Ehemaliger Konsument: "Hatte einen psychischen Schaden"
Ein ehemaliger Konsument von 1D-LSD und LSD berichtet bei "Zur Sache! Baden-Württemberg" von einem seiner Horrortrips: "An Silvester hab' ich gedacht, ich kann mit einem Fingerschnipsen durch die Galaxie springen und meine Kleider wechseln." Er habe keine Kontrolle mehr gehabt und die ganze Zeit gekotzt. Monate danach habe er noch Stimmen gehört. "Ich hatte einen schweren psychischen Schaden", sagt der junge Mann.
Verbot von 1D-LSD wird vorbereitet
Das Bundesgesundheitsministerium will 1D-LSD nun verbieten. Seit Anfang Februar gibt es dazu einen Referentenentwurf. Auf SWR-Anfrage teilt das Ministerium mit, "dass im Kontext des Referentenentwurfs (…) noch Prüfungen anhängig sind." Zum weiteren zeitlichen Verlauf könne es noch keine näheren Angaben machen. Ein mögliches Verbot müsste dann noch durch den Bundesrat, in dem auch das Land Baden-Württemberg vertreten ist. "Wenn das Bundesgesundheitsministerium die Anpassung vornimmt und uns den Gesetzentwurf vorlegt, werden wir das in jedem Fall unterstützen", teilt eine Sprecherin des Landesgesundheitsministeriums auf SWR-Anfrage hierzu mit.
Naht damit das Ende des Katz-und-Maus-Spiels? Expertinnen und Experten glauben, es geht nur in eine neue Runde. "Der Grund dafür ist, dass der Gesetzgeber nur Stoffe verbieten kann, die er kennt", teilt der Fachanwalt für Strafrecht, Konstantin Grubwinkler, mit. Erst das Verbot der aktuellen Substanzen führe aber dazu, dass neue Substanzen entwickelt beziehungsweise bekannt würden.

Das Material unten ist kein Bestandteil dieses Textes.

//! Tables: row-aligned columns sharing a primary key and table metadata.
//!
//! Every operation that derives columns routes their metadata through
//! `crate::propagation`, so provenance is never dropped on the way.

pub use self::combine::combine_two_overlapping_tables;
pub use self::concat::concat;
pub use self::gather::gather_sources_from_tables;
pub use self::groupby::GroupBy;
pub use self::merge::JoinHow;

mod combine;
mod concat;
mod gather;
mod groupby;
mod merge;

use crate::error::{CatalogError, Result};
use crate::meta::{push_unique, License, Origin, Source, TableMeta};
use crate::processing_log::is_processing_log_enabled;
use crate::propagation;
use crate::variable::{Reduction, Scalar, Series, Variable};
use std::collections::HashSet;

#[derive(Debug, Clone, Default, PartialEq)]
pub struct Table {
    /// Index columns included. Each variable's name is its column name.
    columns: Vec<Variable>,
    pub primary_key: Vec<String>,
    pub metadata: TableMeta,
}

impl Table {
    pub fn new() -> Self { Self::default() }

    /// Builds a table from raw values; every column starts with empty metadata.
    pub fn from_columns<I, K, V>(columns: I) -> Result<Self>
    where
        I: IntoIterator<Item = (K, V)>,
        K: Into<String>,
        V: Into<Series>,
    {
        Self::from_variables(columns.into_iter().map(|(name, values)| Variable::new(name, values)))
    }

    /// Builds a table from named variables, keeping their metadata as is.
    pub fn from_variables(variables: impl IntoIterator<Item = Variable>) -> Result<Self> {
        let mut table = Self::new();
        let mut seen = HashSet::new();
        for var in variables {
            let Some(name) = var.name.clone() else {
                return Err(CatalogError::InvalidArgument("table columns must be named".into()));
            };
            if !seen.insert(name.clone()) {
                return Err(CatalogError::DuplicateColumn(name));
            }
            table.check_rows(&name, &var)?;
            table.columns.push(var);
        }
        Ok(table)
    }

    pub fn with_metadata(mut self, metadata: TableMeta) -> Self {
        self.metadata = metadata;
        self
    }

    fn check_rows(&self, name: &str, var: &Variable) -> Result<()> {
        match self.columns.first() {
            Some(first) if first.len() != var.len() => Err(CatalogError::LengthMismatch {
                op: format!("insert '{}'", name),
                left: first.len(),
                right: var.len(),
            }),
            _ => Ok(()),
        }
    }

    pub fn n_rows(&self) -> usize {
        self.columns.first().map_or(0, Variable::len)
    }

    pub fn n_columns(&self) -> usize { self.columns.len() }

    pub fn column_names(&self) -> Vec<&str> {
        self.columns.iter().filter_map(Variable::name).collect()
    }

    /// All columns, index columns included, in table order.
    pub fn columns(&self) -> &[Variable] { &self.columns }

    /// Columns that are not part of the primary key.
    pub fn value_columns(&self) -> impl Iterator<Item = &Variable> + '_ {
        self.columns.iter().filter(move |v| !self.is_index(v))
    }

    fn is_index(&self, var: &Variable) -> bool {
        var.name().is_some_and(|n| self.primary_key.iter().any(|k| k == n))
    }

    pub fn contains(&self, name: &str) -> bool {
        self.position(name).is_some()
    }

    fn position(&self, name: &str) -> Option<usize> {
        self.columns.iter().position(|v| v.name() == Some(name))
    }

    pub fn get(&self, name: &str) -> Result<&Variable> {
        self.position(name)
            .map(|i| &self.columns[i])
            .ok_or_else(|| CatalogError::ColumnNotFound(name.to_string()))
    }

    pub fn get_mut(&mut self, name: &str) -> Result<&mut Variable> {
        match self.position(name) {
            Some(i) => Ok(&mut self.columns[i]),
            None => Err(CatalogError::ColumnNotFound(name.to_string())),
        }
    }

    pub(crate) fn get_all(&self, names: &[&str]) -> Result<Vec<&Variable>> {
        names.iter().map(|n| self.get(n)).collect()
    }

    /// Stores `var` as column `name`, replacing any column of that name.
    ///
    /// A variable arriving under a different name (or none) is logged as a
    /// `rename` to `name`.
    pub fn insert(&mut self, name: impl Into<String>, var: Variable) -> Result<()> {
        let name = name.into();
        let var = if var.name() == Some(name.as_str()) {
            var
        } else {
            let metadata = propagation::rename_metadata(&var, &name, is_processing_log_enabled());
            Variable { name: Some(name.clone()), values: var.values, metadata }
        };

        match self.position(&name) {
            Some(i) => {
                if self.columns.len() > 1 {
                    let other = if i == 0 { &self.columns[1] } else { &self.columns[0] };
                    if other.len() != var.len() {
                        return Err(CatalogError::LengthMismatch {
                            op: format!("insert '{}'", name),
                            left: other.len(),
                            right: var.len(),
                        });
                    }
                }
                self.columns[i] = var;
            }
            None => {
                self.check_rows(&name, &var)?;
                self.columns.push(var);
            }
        }
        Ok(())
    }

    /// A new table with only `names`, in that order. Metadata is copied verbatim.
    pub fn select(&self, names: &[&str]) -> Result<Table> {
        let columns = self.get_all(names)?.into_iter().cloned().collect();
        Ok(Table {
            columns,
            primary_key: self.primary_key.iter().filter(|k| names.contains(&k.as_str())).cloned().collect(),
            metadata: self.metadata.clone(),
        })
    }

    pub fn drop_columns(&self, names: &[&str]) -> Result<Table> {
        for name in names {
            self.get(name)?;
        }
        let keep: Vec<&str> = self.column_names().into_iter().filter(|n| !names.contains(n)).collect();
        self.select(&keep)
    }

    /// A new table with columns renamed per `mapping`, each rename logged.
    pub fn rename_columns(&self, mapping: &[(&str, &str)]) -> Result<Table> {
        let logging = is_processing_log_enabled();
        for (from, _) in mapping {
            self.get(from)?;
        }

        let mut out = self.clone();
        for (col, var) in out.columns.iter_mut().zip(&self.columns) {
            let Some(&(_, to)) = mapping.iter().find(|(from, _)| var.name() == Some(*from)) else {
                continue;
            };
            col.metadata = propagation::rename_metadata(var, to, logging);
            col.name = Some(to.to_string());
        }
        for key in out.primary_key.iter_mut() {
            if let Some(&(_, to)) = mapping.iter().find(|(from, _)| key.as_str() == *from) {
                *key = to.to_string();
            }
        }

        let mut seen = HashSet::new();
        for name in out.column_names() {
            if !seen.insert(name) {
                return Err(CatalogError::DuplicateColumn(name.to_string()));
            }
        }
        Ok(out)
    }

    pub fn set_index(&mut self, keys: &[&str]) -> Result<()> {
        self.get_all(keys)?;
        self.primary_key = keys.iter().map(|k| k.to_string()).collect();
        Ok(())
    }

    pub fn reset_index(&mut self) {
        self.primary_key.clear();
    }

    pub(crate) fn row_key(columns: &[&Variable], row: usize) -> Vec<Scalar> {
        columns.iter().map(|c| c.values.get(row)).collect()
    }

    /// Rows reordered by `keys` ascending (stable; missing values last).
    pub fn sort_by(&self, keys: &[&str]) -> Result<Table> {
        let key_columns = self.get_all(keys)?;
        let mut order: Vec<usize> = (0..self.n_rows()).collect();
        order.sort_by_cached_key(|&row| Self::row_key(&key_columns, row));
        Ok(self.take_rows(&order.into_iter().map(Some).collect::<Vec<_>>()))
    }

    /// Gathers rows by position; metadata is unchanged.
    pub(crate) fn take_rows(&self, rows: &[Option<usize>]) -> Table {
        let columns = self
            .columns
            .iter()
            .map(|v| Variable { name: v.name.clone(), values: v.values.take(rows), metadata: v.metadata.clone() })
            .collect();
        Table { columns, primary_key: self.primary_key.clone(), metadata: self.metadata.clone() }
    }

    /// Reduces `names` row by row into one unnamed variable.
    pub fn reduce_columns(&self, names: &[&str], reduction: Reduction) -> Result<Variable> {
        let inputs = self.get_all(names)?;
        let Some(first) = inputs.first() else {
            return Err(CatalogError::InvalidArgument("no columns to reduce".into()));
        };
        let series: Vec<&Series> = inputs.iter().map(|v| &v.values).collect();
        let values = Series::reduce_rows(&series, reduction)?;
        let metadata =
            propagation::row_reduction_metadata(&inputs, &first.log_label(), reduction, is_processing_log_enabled());
        Ok(Variable { name: None, values, metadata })
    }

    fn value_columns_mut(&mut self) -> impl Iterator<Item = &mut Variable> + '_ {
        let keys = &self.primary_key;
        self.columns.iter_mut().filter(move |v| !keys.iter().any(|k| v.name() == Some(k.as_str())))
    }

    /// Appends `source` to every non-index column that lacks it.
    pub fn add_source(&mut self, source: Source) {
        for var in self.value_columns_mut() {
            push_unique(&mut var.metadata.sources, source.clone());
        }
    }

    pub fn add_license(&mut self, license: License) {
        for var in self.value_columns_mut() {
            push_unique(&mut var.metadata.licenses, license.clone());
        }
    }

    pub fn add_origin(&mut self, origin: Origin) {
        for var in self.value_columns_mut() {
            push_unique(&mut var.metadata.origins, origin.clone());
        }
    }
}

"Bisher hat eigentlich niemand die schlagende Idee entwickelt, wie das Katz-und-Maus-Spiel tatsächlich wirksam beendet werden könnte", sagt auch Volker Auwärter vom Universitätsklinikum Freiburg. "Das Phänomen gibt es jetzt seit über 15 Jahren und es geht im Grunde munter weiter." Auwärter rechnet damit, dass es die Politik und Gesellschaft auch die nächsten Jahre bis Jahrzehnte begleiten werde.